- DATA EXTRACT
---

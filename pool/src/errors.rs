use soroban_sdk::contracterror;

#[contracterror]
#[derive(Copy, Clone, Debug, Eq, PartialEq, PartialOrd, Ord)]
#[repr(u32)]
/// Error codes for the pool contract. Common errors are codes that match up with the built-in
/// contracts error reporting. Pool specific errors start at 1200.
pub enum PoolError {
    // Common Errors
    InternalError = 1,
    AlreadyInitializedError = 3,

    UnauthorizedError = 4,

    NegativeAmountError = 8,
    BalanceError = 10,
    ArithmeticOverflow = 12,

    // Request Errors (start at 1200)
    InvalidAmount = 1200,
    InvalidInterestRateMode = 1201,
    NoExplicitAmountToRepayOnBehalf = 1202,
    InsufficientBalance = 1203,

    // Reserve Errors
    ReserveInactive = 1210,
    ReserveFrozen = 1211,
    BorrowingNotEnabled = 1212,
    ReserveNotFound = 1213,
    ReserveAlreadyInitialized = 1214,
    MaxReservesReached = 1215,
    InvalidReserveParams = 1216,
    ReserveLiquidityNotZero = 1217,
    NotEnoughAvailableLiquidity = 1218,

    // Risk Errors
    InsufficientCollateral = 1220,
    HealthFactorTooLow = 1221,
    CollateralBalanceZero = 1222,
    LtvValidationFailed = 1223,
    BalanceDecreaseNotAllowed = 1224,
    CollateralInUse = 1225,
    UnderlyingBalanceZero = 1226,
    TransferNotAllowed = 1227,
    NoDebtOfSelectedType = 1228,

    // Liquidation Errors
    HealthFactorNotBelowThreshold = 1230,
    CollateralCannotBeLiquidated = 1231,
    CurrencyNotBorrowed = 1232,
    NotEnoughLiquidityToLiquidate = 1233,

    // Position Errors
    InvalidLeverage = 1240,
    SameAssetPosition = 1241,
    PositionNotFound = 1242,
    PositionNotOpen = 1243,
    NotPositionOwner = 1244,
    PositionNotLiquidatable = 1245,
    InvalidSwap = 1246,
    SlippageExceeded = 1247,
    InsufficientProceeds = 1248,

    // Oracle Errors
    StalePrice = 1250,
    InvalidPrice = 1251,

    // Pool Errors
    Paused = 1260,
    InvalidPoolParams = 1261,

    // Math Errors
    DivisionByZero = 1270,
}
use soroban_sdk::contracterror;

/// Error codes for the interest rate strategy contract. Common errors are codes that match up with
/// the built-in contracts error reporting. Strategy specific errors start at 1300.
#[contracterror]
#[derive(Copy, Clone, Debug, Eq, PartialEq, PartialOrd, Ord)]
#[repr(u32)]
pub enum StrategyError {
    // Common Errors
    InternalError = 1,
    AlreadyInitializedError = 3,
    UnauthorizedError = 4,
    NegativeAmountError = 8,
    ArithmeticOverflow = 12,

    // Strategy Errors
    InvalidRateParams = 1300,
    InvalidReserveFactor = 1301,
}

---

What do the lines of the material read, from the first through the line with "with the built-in"? Transcribe them exactly and stop there.

- WRITTEN SOLUTION
filename pool/src/errors.rs
use soroban_sdk::contracterror;

#[contracterror]
#[derive(Copy, Clone, Debug, Eq, PartialEq, PartialOrd, Ord)]
#[repr(u32)]
/// Error codes for the pool contract. Common errors are codes that match up with the built-in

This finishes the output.